The first half of 2020 has been eventful for investors as unprecedented health, economic and financial crises were triggered by shocks in China in January and February, before combining to create a brutal selloff in March, which was the sharpest plunge in history and resulted in a liquidity crunch in almost every asset class. European small and mid-cap companies were impacted and dropped an additional 7% in March compared to European large caps indices as investors searched for liquidity.
The responses from Central Banks and governments in Asia, Europe or the Americas were also unprecedented and followed a similar thought process, if not coordinated. Nevertheless, it is hard to hope for a short-term return to “normal”. The recovery will be partial, in stages and the after-effects will be numerous. The longer the shock lasts, the greater the potential impact.
Since March’s lows, European equities have rallied by as much as 35% by the end of the first half of the year in a gravity-defying move. The bounce, labelled as “the most hated rally in history” as some investors have remained stuck on the side-lines, saw the stock markets climbing in the midst of a devastating health and economic crisis. It was far from a straight-line recovery though, with draw downs and rallies, however investors have shown themselves to be eager to buy into the dips. The market has continually proved to be surprisingly resilient, even as earnings estimates and macro indicators tumbled, tensions between China and the U.S. resurfaced and the virus resurged in China and Europe.
One may argue that the stock market is not the economy. It is a tool for pricing in the future and, as such, has already discounted what is happening right now. Stock markets are also heavily influenced by the central banks’ massive stimulus around the world. The jury will remain out for some time regarding the effects of the significant money printing and uncertainty surrounding the viability of a large range of businesses, and will likely spur volatility for the months to come.
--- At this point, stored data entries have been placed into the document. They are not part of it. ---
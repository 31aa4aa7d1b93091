//! Synthetic fixtures shared by unit and integration tests.
//!
//! Everything here is deterministic: seeded noise, on-bin sines and a
//! closed-form decay model, so tests never need reference data on disk.

pub mod scores;
pub mod signals;
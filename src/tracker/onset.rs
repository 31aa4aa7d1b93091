// Onset - reference positions the tracker follows

use std::collections::BTreeMap;

use crate::events::{Event, MidiScore};
use crate::note::Note;

/// Notes that start together
#[derive(Debug, Clone, PartialEq)]
pub struct Onset {
    /// Distinct notes, ascending
    pub notes: Vec<Note>,
    /// Position in beats
    pub start: f64,
    /// Seconds from the start of the piece at its own tempo
    pub wall_time: f64,
}

impl Onset {
    pub fn new(mut notes: Vec<Note>, start: f64, wall_time: f64) -> Self {
        notes.sort();
        notes.dedup();
        Self {
            notes,
            start,
            wall_time,
        }
    }
}

/// One onset per distinct MIDI tick, in time order
pub fn onsets_from_midi(score: &MidiScore) -> Vec<Onset> {
    let mut by_tick: BTreeMap<u64, Vec<Note>> = BTreeMap::new();
    for midi_note in score.notes() {
        if let Some(note) = Note::from_number(i32::from(midi_note.key)) {
            by_tick.entry(midi_note.tick).or_default().push(note);
        }
    }

    by_tick
        .into_iter()
        .map(|(tick, notes)| Onset::new(notes, score.beats_at(tick), score.seconds_at(tick)))
        .collect()
}

/// One onset per distinct event start, in time order
///
/// Events carry no tempo, so one beat is one second.
pub fn onsets_from_events(events: &[Event], sampling_frequency: f64) -> Vec<Onset> {
    let mut by_start: BTreeMap<i64, Vec<Note>> = BTreeMap::new();
    for event in events {
        by_start.entry(event.start).or_default().push(event.note);
    }

    by_start
        .into_iter()
        .map(|(start, notes)| {
            let seconds = start as f64 / sampling_frequency;
            Onset::new(notes, seconds, seconds)
        })
        .collect()
}

#[cfg(test)]
mod tests {
    use super::*;
    use crate::testing::scores::event;

    #[test]
    fn test_events_grouped_by_start() {
        let events = vec![
            event(64, 44100, 100),
            event(60, 0, 100),
            event(67, 44100, 100),
            event(60, 0, 50),
        ];
        let onsets = onsets_from_events(&events, 44100.0);
        assert_eq!(onsets.len(), 2);
        assert_eq!(onsets[0].notes, vec![Note::from_number(60).unwrap()]);
        assert_eq!(onsets[0].start, 0.0);
        assert_eq!(
            onsets[1].notes.iter().map(|n| n.number()).collect::<Vec<_>>(),
            vec![64, 67]
        );
        assert_eq!(onsets[1].wall_time, 1.0);
    }
}
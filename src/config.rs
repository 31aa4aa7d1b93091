//! Configuration for feature compilation and onset tracking
//!
//! This module provides the analysis parameters shared by the spectral
//! frontend, the peak extractor, the label generator and the dataset layout.
//! Parameters load from flat camelCase JSON files; missing keys take their
//! defaults so older configuration files keep working.

use serde::{Deserialize, Serialize};
use std::fmt;
use std::fs;
use std::path::Path;
use std::str::FromStr;

use crate::error::CompileError;
use crate::note::Note;

/// Half-open range of MIDI note numbers
///
/// The textual form is `"21..<109"`. The closed form `"21...108"` is accepted
/// on input and normalized to the half-open form.
#[derive(Debug, Clone, Copy, PartialEq, Eq, Serialize, Deserialize)]
#[serde(try_from = "String", into = "String")]
pub struct NoteRange {
    pub start: i32,
    pub end: i32,
}

impl NoteRange {
    pub const fn new(start: i32, end: i32) -> Self {
        Self { start, end }
    }

    /// Number of notes in the range
    pub fn count(&self) -> usize {
        (self.end - self.start).max(0) as usize
    }

    pub fn contains(&self, note: i32) -> bool {
        note >= self.start && note < self.end
    }

    /// Iterate the notes of the range in ascending order
    pub fn notes(&self) -> impl Iterator<Item = i32> {
        self.start..self.end
    }
}

impl fmt::Display for NoteRange {
    fn fmt(&self, f: &mut fmt::Formatter<'_>) -> fmt::Result {
        write!(f, "{}..<{}", self.start, self.end)
    }
}

impl FromStr for NoteRange {
    type Err = String;

    fn from_str(s: &str) -> Result<Self, Self::Err> {
        let s = s.trim();
        let (start, end, closed) = if let Some((a, b)) = s.split_once("..<") {
            (a, b, false)
        } else if let Some((a, b)) = s.split_once("...") {
            (a, b, true)
        } else {
            return Err(format!("invalid note range '{}'", s));
        };

        let start: i32 = start
            .trim()
            .parse()
            .map_err(|_| format!("invalid range start in '{}'", s))?;
        let mut end: i32 = end
            .trim()
            .parse()
            .map_err(|_| format!("invalid range end in '{}'", s))?;
        if closed {
            end += 1;
        }
        if end <= start {
            return Err(format!("empty note range '{}'", s));
        }

        Ok(Self { start, end })
    }
}

impl TryFrom<String> for NoteRange {
    type Error = String;

    fn try_from(value: String) -> Result<Self, Self::Error> {
        value.parse()
    }
}

impl From<NoteRange> for String {
    fn from(range: NoteRange) -> Self {
        range.to_string()
    }
}

/// Analysis parameters shared by every stage of the compiler
#[derive(Debug, Clone, PartialEq, Serialize, Deserialize)]
#[serde(rename_all = "camelCase", default)]
pub struct Configuration {
    /// Input audio sampling frequency in Hz
    pub sampling_frequency: f64,
    /// Window size in audio samples
    pub window_size: usize,
    /// Window step size in audio samples
    pub step_size: usize,
    /// Notes considered for labeling
    pub representable_note_range: NoteRange,
    /// Notes covered by the spectrum bands
    pub spectrum_note_range: NoteRange,
    /// Spectrum bands per semitone
    pub spectrum_resolution: f64,
    /// Minimum distance between accepted peaks, in semitones
    pub minimum_peak_distance: f64,
    /// Peak height cutoff as a multiple of the window RMS
    pub peak_height_cutoff_multiplier: f64,
    /// Number of windows in the RMS moving average
    pub rms_moving_average_size: usize,
    /// Multiplier applied to summed note activations
    pub note_activation_scale: f64,
}

impl Default for Configuration {
    fn default() -> Self {
        Self {
            sampling_frequency: 44100.0,
            window_size: 8192,
            step_size: 1024,
            representable_note_range: NoteRange::new(21, 109),
            spectrum_note_range: NoteRange::new(21, 121),
            spectrum_resolution: 1.0,
            minimum_peak_distance: 0.5,
            peak_height_cutoff_multiplier: 0.05,
            rms_moving_average_size: 20,
            note_activation_scale: 2.0,
        }
    }
}

impl Configuration {
    /// Load configuration from a JSON file, failing on any error
    ///
    /// # Arguments
    /// * `path` - Path to JSON config file
    ///
    /// # Returns
    /// * `Ok(Configuration)` - Parsed and validated configuration
    /// * `Err(CompileError::InvalidConfiguration)` - Unreadable, unparsable or inconsistent file
    pub fn from_file<P: AsRef<Path>>(path: P) -> Result<Self, CompileError> {
        let path = path.as_ref();
        let contents =
            fs::read_to_string(path).map_err(|err| CompileError::InvalidConfiguration {
                reason: format!("failed to read {}: {}", path.display(), err),
            })?;
        let config: Self =
            serde_json::from_str(&contents).map_err(|err| CompileError::InvalidConfiguration {
                reason: format!("failed to parse {}: {}", path.display(), err),
            })?;
        config.validate()?;
        log::info!("[Config] Loaded configuration from {:?}", path);
        Ok(config)
    }

    /// Load configuration from a JSON file, falling back to defaults
    ///
    /// Read, parse and validation failures are logged and the default
    /// configuration is returned instead.
    pub fn load_from_file<P: AsRef<Path>>(path: P) -> Self {
        match Self::from_file(&path) {
            Ok(config) => config,
            Err(err) => {
                log::warn!("[Config] {}. Using defaults.", err);
                Self::default()
            }
        }
    }

    /// Serialize to pretty JSON
    pub fn to_json_pretty(&self) -> String {
        // Every field is a plain number or a range string
        serde_json::to_string_pretty(self).unwrap_or_default()
    }

    /// Check the parameters for internal consistency
    pub fn validate(&self) -> Result<(), CompileError> {
        let invalid = |reason: String| Err(CompileError::InvalidConfiguration { reason });

        if !(self.sampling_frequency.is_finite() && self.sampling_frequency > 0.0) {
            return invalid(format!(
                "samplingFrequency must be positive, got {}",
                self.sampling_frequency
            ));
        }
        if self.window_size < 4 {
            return invalid(format!("windowSize too small: {}", self.window_size));
        }
        if self.step_size == 0 {
            return invalid("stepSize must be positive".to_string());
        }
        if !(self.spectrum_resolution.is_finite() && self.spectrum_resolution > 0.0) {
            return invalid(format!(
                "spectrumResolution must be positive, got {}",
                self.spectrum_resolution
            ));
        }
        if self.representable_note_range.count() == 0 || self.spectrum_note_range.count() == 0 {
            return invalid("note ranges must not be empty".to_string());
        }
        if self.representable_note_range.start < 0 || self.representable_note_range.end > 128 {
            return invalid(format!(
                "representableNoteRange {} outside MIDI notes",
                self.representable_note_range
            ));
        }
        if self.rms_moving_average_size == 0 {
            return invalid("rmsMovingAverageSize must be positive".to_string());
        }
        if self.minimum_peak_distance < 0.0 || self.peak_height_cutoff_multiplier < 0.0 {
            return invalid("peak parameters must not be negative".to_string());
        }
        if !self.note_activation_scale.is_finite() {
            return invalid("noteActivationScale must be finite".to_string());
        }
        Ok(())
    }

    /// Frequency resolution of one FFT bin in Hz
    pub fn base_frequency(&self) -> f64 {
        self.sampling_frequency / self.window_size as f64
    }

    /// Number of representable notes (label width)
    pub fn note_count(&self) -> usize {
        self.representable_note_range.count()
    }

    /// Number of spectrum bands (feature width)
    pub fn band_count(&self) -> usize {
        (self.spectrum_note_range.count() as f64 * self.spectrum_resolution).round() as usize
    }

    /// Band index for a fractional note, may fall outside `0..band_count`
    pub fn band_for_note(&self, note: f64) -> i64 {
        ((note - self.spectrum_note_range.start as f64) * self.spectrum_resolution).round() as i64
    }

    /// Centre note of a band
    pub fn note_for_band(&self, band: usize) -> f64 {
        self.spectrum_note_range.start as f64 + band as f64 / self.spectrum_resolution
    }

    /// Number of windows that fit inside the given number of samples
    pub fn window_count_in_samples(&self, samples: usize) -> usize {
        if samples < self.window_size {
            return 0;
        }
        1 + (samples - self.window_size) / self.step_size
    }

    /// Number of samples spanned by the given number of contiguous windows
    pub fn sample_count_in_windows(&self, window_count: usize) -> usize {
        if window_count < 1 {
            return 0;
        }
        (window_count - 1) * self.step_size + self.window_size
    }

    /// One-hot vector over the representable notes
    ///
    /// Notes outside the representable range are ignored.
    pub fn vector_from_notes(&self, notes: &[Note]) -> Vec<f32> {
        let mut vector = vec![0.0; self.note_count()];
        for note in notes {
            let number = note.number() as i32;
            if self.representable_note_range.contains(number) {
                vector[(number - self.representable_note_range.start) as usize] = 1.0;
            }
        }
        vector
    }

    /// Notes whose activation is at least 0.5
    ///
    /// # Panics
    /// Panics if the vector length differs from `note_count()`
    pub fn notes_from_vector(&self, vector: &[f32]) -> Vec<Note> {
        assert_eq!(
            vector.len(),
            self.note_count(),
            "note vector length must match representable note count"
        );
        vector
            .iter()
            .enumerate()
            .filter(|(_, value)| **value >= 0.5)
            .filter_map(|(index, _)| {
                Note::from_number(index as i32 + self.representable_note_range.start)
            })
            .collect()
    }
}

/// Onset tracker parameters
#[derive(Debug, Clone, PartialEq, Serialize, Deserialize)]
#[serde(rename_all = "camelCase", default)]
pub struct TrackerConfig {
    /// Onset score that arms the detector
    pub onset_peak_height: f32,
    /// Onset score at or below which an armed detector fires
    pub onset_trigger: f32,
    /// Number of onsets past the cursor considered for a match
    pub lookahead: usize,
    /// Distance multiplier per offset from the cursor
    pub offset_weights: Vec<f32>,
}

impl Default for TrackerConfig {
    fn default() -> Self {
        Self {
            onset_peak_height: 0.5,
            onset_trigger: 0.25,
            lookahead: 3,
            offset_weights: vec![1.0, 1.15, 1.3, 1.45],
        }
    }
}

impl TrackerConfig {
    /// Load tracker parameters from JSON, falling back to defaults
    pub fn load_from_file<P: AsRef<Path>>(path: P) -> Self {
        match fs::read_to_string(&path) {
            Ok(contents) => match serde_json::from_str(&contents) {
                Ok(config) => {
                    log::info!("[Config] Loaded tracker configuration from {:?}", path.as_ref());
                    config
                }
                Err(err) => {
                    log::warn!(
                        "[Config] Failed to parse JSON from {:?}: {}. Using defaults.",
                        path.as_ref(),
                        err
                    );
                    Self::default()
                }
            },
            Err(err) => {
                log::warn!(
                    "[Config] Failed to read config file {:?}: {}. Using defaults.",
                    path.as_ref(),
                    err
                );
                Self::default()
            }
        }
    }

    /// Weight for a candidate `offset` onsets past the cursor
    ///
    /// Offsets past the configured weights reuse the last weight.
    pub fn weight_for_offset(&self, offset: usize) -> f32 {
        self.offset_weights
            .get(offset)
            .or_else(|| self.offset_weights.last())
            .copied()
            .unwrap_or(1.0)
    }
}
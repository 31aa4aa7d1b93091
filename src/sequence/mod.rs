// Sequence module - ordered (Feature, Label) windows over a whole file
//
// Both builders share `WindowedAudio`, which owns the decoded samples and the
// feature builder and drives the hop loop:
//
//   offsets: step, 2·step, ..., <= total - W
//   prev = samples[offset - step .. offset - step + W]
//   cur  = samples[offset .. offset + W]
//
// Files shorter than one window plus one hop produce no windows.

mod noise;
mod poly;

pub use noise::NoiseSequenceBuilder;
pub use poly::PolySequenceBuilder;

use std::path::{Path, PathBuf};

use crate::analysis::{Feature, FeatureBuilder};
use crate::audio::{check_sample_rate, read_all, AudioSource};
use crate::config::Configuration;
use crate::error::CompileError;
use crate::events::Event;
use crate::labels::Label;

/// One analysis window with its targets
#[derive(Debug, Clone, PartialEq)]
pub struct Window {
    /// First sample of the current window
    pub start: usize,
    pub label: Label,
    pub feature: Feature,
}

/// Produces the windows of one audio file
pub trait SequenceBuilder {
    /// Ground-truth events of the file, sorted by start
    fn events(&self) -> &[Event];

    /// Call `action` for every window in file order
    ///
    /// # Returns
    /// Number of windows produced
    fn for_each_window(
        &mut self,
        action: &mut dyn FnMut(Window) -> Result<(), CompileError>,
    ) -> Result<usize, CompileError>;
}

/// Decoded audio plus the feature builder that walks it
pub struct WindowedAudio {
    path: PathBuf,
    config: Configuration,
    feature_builder: FeatureBuilder,
    samples: Vec<f32>,
}

impl WindowedAudio {
    /// Read a whole source
    ///
    /// # Errors
    /// `SampleRateMismatch` if the source rate differs from the configuration
    pub fn read(
        source: &mut dyn AudioSource,
        path: &Path,
        config: &Configuration,
    ) -> Result<Self, CompileError> {
        check_sample_rate(source, config.sampling_frequency, path)?;
        let samples = read_all(source);

        Ok(Self {
            path: path.to_path_buf(),
            config: config.clone(),
            feature_builder: FeatureBuilder::new(config),
            samples,
        })
    }

    pub fn path(&self) -> &Path {
        &self.path
    }

    pub fn configuration(&self) -> &Configuration {
        &self.config
    }

    pub fn sample_count(&self) -> usize {
        self.samples.len()
    }

    /// Start offsets of every window
    pub fn window_offsets(&self) -> std::iter::StepBy<std::ops::RangeInclusive<usize>> {
        let window = self.config.window_size;
        let step = self.config.step_size;
        // last = 0 leaves step..=0 empty
        let last = if self.samples.len() >= window + step {
            self.samples.len() - window
        } else {
            0
        };
        (step..=last).step_by(step)
    }

    /// Drive the hop loop
    ///
    /// # Arguments
    /// * `label_for` - Label for the window starting at the given offset
    /// * `action` - Receives each finished window
    pub fn for_each_window(
        &mut self,
        mut label_for: impl FnMut(usize) -> Result<Label, CompileError>,
        action: &mut dyn FnMut(Window) -> Result<(), CompileError>,
    ) -> Result<usize, CompileError> {
        let window = self.config.window_size;
        let step = self.config.step_size;

        if self.samples.len() < window + step {
            log::info!(
                "[Sequence] Skipping {:?}: {} samples is shorter than one window plus one hop",
                self.path,
                self.samples.len()
            );
            return Ok(0);
        }

        self.feature_builder.reset();
        let mut count = 0;
        for offset in self.window_offsets() {
            let prev = &self.samples[offset - step..offset - step + window];
            let cur = &self.samples[offset..offset + window];

            let feature = self.feature_builder.generate(prev, cur);
            if !feature.is_finite() {
                return Err(CompileError::NonFiniteFeature {
                    window_start: offset,
                });
            }
            let label = label_for(offset)?;

            action(Window {
                start: offset,
                label,
                feature,
            })?;
            count += 1;
        }

        Ok(count)
    }
}
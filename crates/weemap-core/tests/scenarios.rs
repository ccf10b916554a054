use serde_json::json;
use weemap_core::{
    Config, FileStore, MarkerSession, Point, StateStore, decode_url, export_with_config, merge,
    parse_import,
};

fn fixture_text() -> &'static str {
    "\
Big Ben
https://www.openstreetmap.org/?mlat=51.5007&mlon=-0.1246&zoom=15

51.5,-0.09
River view

Shared: https://weemap.org/#40.7128,-74.006,NYC;51.5007,-0.1246,Elizabeth%20Tower
"
}

#[test]
fn file_backed_session_survives_reopen() {
    let dir = tempfile::tempdir().unwrap();
    let path = dir.path().join("state.url");

    let mut session = MarkerSession::new(FileStore::new(&path, "https://weemap.org/"));
    let report = session.import(fixture_text()).unwrap();
    assert_eq!(report.points.len(), 3);
    assert_eq!(report.duplicates, 1);
    session.add_point(-33.856784, 151.215297).unwrap();

    let reopened = MarkerSession::new(FileStore::new(&path, "https://weemap.org/"));
    let points = reopened.points().unwrap();
    assert_eq!(
        points,
        vec![
            Point::new(51.5007, -0.1246, "Big Ben"),
            Point::new(51.5, -0.09, "River view"),
            Point::new(40.7128, -74.006, "NYC"),
            Point::new(-33.856784, 151.215297, "wee"),
        ]
    );
    assert_eq!(decode_url(&reopened.store().url().unwrap()), points);
}

#[test]
fn export_then_import_into_another_instance() {
    let config = Config::default();
    let ours = parse_import(fixture_text()).unwrap().points;
    let text = export_with_config(&ours, &config);

    let theirs = vec![Point::new(40.7128, -74.006, "New York")];
    let merged = merge(&theirs, &parse_import(&text).unwrap().points);
    assert_eq!(merged.len(), 3);
    assert_eq!(merged[0].comment, "New York");
    assert_eq!(merge(&merged, &ours), merged);
}

#[test]
fn points_serialize_as_plain_records() {
    let point = Point::new(51.50000049, -0.09, "Tower Bridge");
    assert_eq!(
        serde_json::to_value(&point).unwrap(),
        json!({ "lat": 51.5, "lng": -0.09, "comment": "Tower Bridge" })
    );
}
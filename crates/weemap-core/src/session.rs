//! The interactive use cases of the map page, expressed over a [`StateStore`].
//!
//! Every mutating operation loads the collection, computes the new one and saves it back.

use crate::codec::to_url;
use crate::config::Config;
use crate::export::format_export;
use crate::geocode::Geocoder;
use crate::import::{ImportParser, ImportReport};
use crate::merge::extend_unique;
use crate::permalink::PermalinkFormat;
use crate::point::{Point, PointCollection, canonical_comment};
use crate::store::StateStore;
use crate::view::{Bounds, MarkerView};
use crate::{Error, Result};

#[derive(Debug, Clone)]
pub struct MarkerSession<S> {
    store: S,
    config: Config,
}

impl<S: StateStore> MarkerSession<S> {
    pub fn new(store: S) -> Self {
        Self::with_config(store, Config::default())
    }

    pub fn with_config(store: S, config: Config) -> Self {
        Self { store, config }
    }

    pub fn config(&self) -> &Config {
        &self.config
    }

    pub fn store(&self) -> &S {
        &self.store
    }

    pub fn points(&self) -> Result<PointCollection> {
        self.store.load()
    }

    /// Places a new marker with the default comment. Placement never deduplicates.
    pub fn add_point(&mut self, lat: f64, lng: f64) -> Result<Point> {
        if !(lat.is_finite() && lng.is_finite()) {
            tracing::warn!(lat, lng, "refusing to place marker at invalid coordinates");
            return Err(Error::InvalidCoordinate { lat, lng });
        }
        let point = Point::with_default_comment(lat, lng, "", &self.config.default_comment);
        let mut points = self.store.load()?;
        points.push(point.clone());
        self.save(&points)?;
        Ok(point)
    }

    /// Replaces the comment of the first marker at `(lat, lng)`. Blank input leaves everything
    /// unchanged. Returns whether a marker was updated.
    pub fn edit_comment(&mut self, lat: f64, lng: f64, comment: &str) -> Result<bool> {
        if comment.trim().is_empty() {
            return Ok(false);
        }
        let mut points = self.store.load()?;
        let Some(point) = points.iter_mut().find(|p| p.is_at(lat, lng)) else {
            tracing::debug!(lat, lng, "no marker to edit");
            return Ok(false);
        };
        point.comment = canonical_comment(comment, &self.config.default_comment);
        self.save(&points)?;
        Ok(true)
    }

    /// Removes the first marker at `(lat, lng)`.
    pub fn remove_point(&mut self, lat: f64, lng: f64) -> Result<Option<Point>> {
        let mut points = self.store.load()?;
        let Some(idx) = points.iter().position(|p| p.is_at(lat, lng)) else {
            tracing::debug!(lat, lng, "no marker to remove");
            return Ok(None);
        };
        let removed = points.remove(idx);
        self.save(&points)?;
        Ok(Some(removed))
    }

    pub fn clear(&mut self) -> Result<()> {
        self.store.save(&[])
    }

    /// Parses pasted text and merges the result into the stored collection. On a parse error
    /// the stored collection is left untouched.
    pub fn import(&mut self, text: &str) -> Result<ImportReport> {
        let mut report = ImportParser::new(&self.config).parse(text)?;
        let mut points = self.store.load()?;
        let offered = report.points.len();
        let added = extend_unique(&mut points, report.points.iter().cloned());
        report.duplicates += offered - added;
        tracing::info!(added, duplicates = report.duplicates, "imported markers");
        self.save(&points)?;
        Ok(report)
    }

    /// Merges a single point, e.g. a chosen search result. Returns whether it was new.
    pub fn adopt(&mut self, point: Point) -> Result<bool> {
        Ok(self.adopt_all([point])? == 1)
    }

    /// Merges `points` with one load and at most one save. Returns how many were new.
    pub fn adopt_all(&mut self, points: impl IntoIterator<Item = Point>) -> Result<usize> {
        let mut stored = self.store.load()?;
        let added = extend_unique(&mut stored, points);
        if added > 0 {
            self.save(&stored)?;
        }
        Ok(added)
    }

    pub fn export(&self) -> Result<String> {
        let points = self.store.load()?;
        Ok(format_export(
            &points,
            &PermalinkFormat::from_config(&self.config),
        ))
    }

    /// A link to the configured site carrying the whole collection.
    pub fn share_url(&self) -> Result<String> {
        let points = self.store.load()?;
        Ok(to_url(&self.config.site_url, &points))
    }

    /// Places every stored marker on `view` and fits the view around them.
    pub fn render<V: MarkerView>(&self, view: &mut V) -> Result<Vec<V::Handle>> {
        let points = self.store.load()?;
        let handles = points.iter().map(|p| view.place_point(p)).collect();
        if let Some(bounds) = Bounds::of(&points) {
            view.fit_bounds(bounds);
        }
        Ok(handles)
    }

    /// Looks `query` up inside `bounds`. Results are returned as candidate points and are not
    /// stored; pass the chosen one to [`MarkerSession::adopt`].
    pub async fn search<G: Geocoder>(
        &self,
        geocoder: &G,
        query: &str,
        bounds: &Bounds,
    ) -> Result<PointCollection> {
        let hits = geocoder.search(query, bounds).await?;
        tracing::debug!(query, hits = hits.len(), "geocoder answered");
        Ok(hits
            .iter()
            .filter(|hit| hit.lat.is_finite() && hit.lng.is_finite())
            .map(|hit| hit.to_point(&self.config.default_comment))
            .collect())
    }

    fn save(&mut self, points: &[Point]) -> Result<()> {
        self.store.save(points)?;
        if points.len() > self.config.link_capacity {
            tracing::warn!(
                markers = points.len(),
                capacity = self.config.link_capacity,
                "marker link is getting long"
            );
        }
        Ok(())
    }
}

#[cfg(test)]
mod tests {
    use super::*;
    use crate::point::DEFAULT_COMMENT;
    use crate::store::UrlStore;

    #[test]
    fn add_point_appends_without_dedup() {
        let mut session = MarkerSession::new(UrlStore::new("https://weemap.org/"));
        session.add_point(51.5, -0.09).unwrap();
        session.add_point(51.5, -0.09).unwrap();
        assert_eq!(
            session.store().as_str(),
            "https://weemap.org/#51.5,-0.09,wee;51.5,-0.09,wee"
        );
    }

    #[test]
    fn add_point_rejects_non_finite_coordinates() {
        let mut session = MarkerSession::new(UrlStore::new("https://weemap.org/#1,2,a"));
        let err = session.add_point(f64::NAN, 2.0).unwrap_err();
        assert!(matches!(err, Error::InvalidCoordinate { .. }));
        assert_eq!(session.store().as_str(), "https://weemap.org/#1,2,a");
    }

    #[test]
    fn configured_default_comment_is_used_for_new_markers() {
        let config = Config::default().with_default_comment("pin");
        let mut session = MarkerSession::with_config(UrlStore::new("https://weemap.org/"), config);
        assert_eq!(session.add_point(1.0, 2.0).unwrap().comment, "pin");
    }

    #[test]
    fn blank_configured_default_falls_back_to_builtin() {
        let config = Config::default().with_default_comment("<>");
        let mut session = MarkerSession::with_config(UrlStore::new("https://weemap.org/"), config);
        let placed = session.add_point(1.0, 2.0).unwrap();
        assert_eq!(placed.comment, DEFAULT_COMMENT);
        assert_eq!(session.points().unwrap(), vec![placed]);
        assert_eq!(session.store().as_str(), "https://weemap.org/#1,2,wee");
    }
}
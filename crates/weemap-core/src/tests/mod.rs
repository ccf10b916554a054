mod import;
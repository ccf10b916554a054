//! External "map marker" permalinks, e.g.
//! `https://www.openstreetmap.org/?mlat=51.5007&mlon=-0.1246&zoom=15`.

use crate::codec::{format_coordinate, parse_coordinate};
use crate::config::Config;
use regex::Regex;
use std::sync::OnceLock;
use url::Url;

fn marker_params_regex() -> &'static Regex {
    static RE: OnceLock<Regex> = OnceLock::new();
    RE.get_or_init(|| Regex::new(r"[?&]mlat=[^&#]*&(?:[^#]*&)?mlon=").expect("valid regex"))
}

#[derive(Debug, Clone)]
pub struct PermalinkFormat {
    base: String,
    zoom: u8,
    prefix_re: Regex,
}

impl PermalinkFormat {
    pub fn new(base: &str, zoom: u8) -> Self {
        let prefix = base.trim_end_matches('/');
        let prefix_re = Regex::new(&format!(r"^(?i:{})(?:[/?]|$)", regex::escape(prefix)))
            .expect("escaped prefix is a valid regex");
        Self {
            base: base.to_string(),
            zoom,
            prefix_re,
        }
    }

    pub fn from_config(config: &Config) -> Self {
        Self::new(&config.permalink_base, config.permalink_zoom)
    }

    /// Whether `line` looks like a marker permalink of this service. The coordinates are not
    /// validated here; see [`PermalinkFormat::parse`].
    pub fn matches(&self, line: &str) -> bool {
        self.prefix_re.is_match(line) && marker_params_regex().is_match(line)
    }

    /// Reads the `mlat`/`mlon` query parameters.
    pub fn parse(&self, line: &str) -> Result<(f64, f64), String> {
        let url = Url::parse(line).map_err(|err| err.to_string())?;

        let mut lat = None;
        let mut lng = None;
        for (key, value) in url.query_pairs() {
            match key.as_ref() {
                "mlat" if lat.is_none() => lat = Some(value.into_owned()),
                "mlon" if lng.is_none() => lng = Some(value.into_owned()),
                _ => {}
            }
        }

        let lat = lat.ok_or_else(|| "missing mlat parameter".to_string())?;
        let lng = lng.ok_or_else(|| "missing mlon parameter".to_string())?;
        let lat = parse_coordinate(&lat).ok_or_else(|| format!("invalid mlat value '{lat}'"))?;
        let lng = parse_coordinate(&lng).ok_or_else(|| format!("invalid mlon value '{lng}'"))?;
        Ok((lat, lng))
    }

    pub fn build(&self, lat: f64, lng: f64) -> String {
        format!(
            "{}?mlat={}&mlon={}&zoom={}",
            self.base,
            format_coordinate(lat),
            format_coordinate(lng),
            self.zoom
        )
    }
}

impl Default for PermalinkFormat {
    fn default() -> Self {
        Self::from_config(&Config::default())
    }
}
As we enter the second half of 2020 there is little room in the market if both future virus and macro data do not match investors’ expectations, but investors want to see the glass as half full, and there are reasons to support this view, notably the unprecedented stimulus response. In this uncertain environment, our responsibility is to deploy capital in a portfolio able to cope with all potential outcomes. As a fundamental investor we do consider the larger picture and take that into account, but company fundamentals have allowed the EI Sturdza Strategic European Smaller Companies Fund to successfully navigate this crisis, find profitable investment opportunities and significantly outperform the markets in H1 2020.
As the emergence of the virus was discussed in the press in January, we undertook a position level fundamental review of all the companies in the portfolio to further understand the direct and indirect impact of inactivity in China. As more clarity became available and Wuhan went into lockdown, we were quickly able to reposition the portfolio away from impacted areas, which predominantly included China and Auto related companies.
As the virus spread and sustained transmission became endemic in Europe, we made use of the experience of trading through the financial crisis of 2008. The key questions in March centred on the ability of the portfolio’s investments to cope with a prolonged lockdown and face a potentially important cash burn resulting from a long period of inactivity. Cash available on the balance sheet, undrawn credit lines and the potential upcoming debt repayment schedules were scrutinised for each individual investment and the companies that the team perceived as potentially at risk were fully divested during the month.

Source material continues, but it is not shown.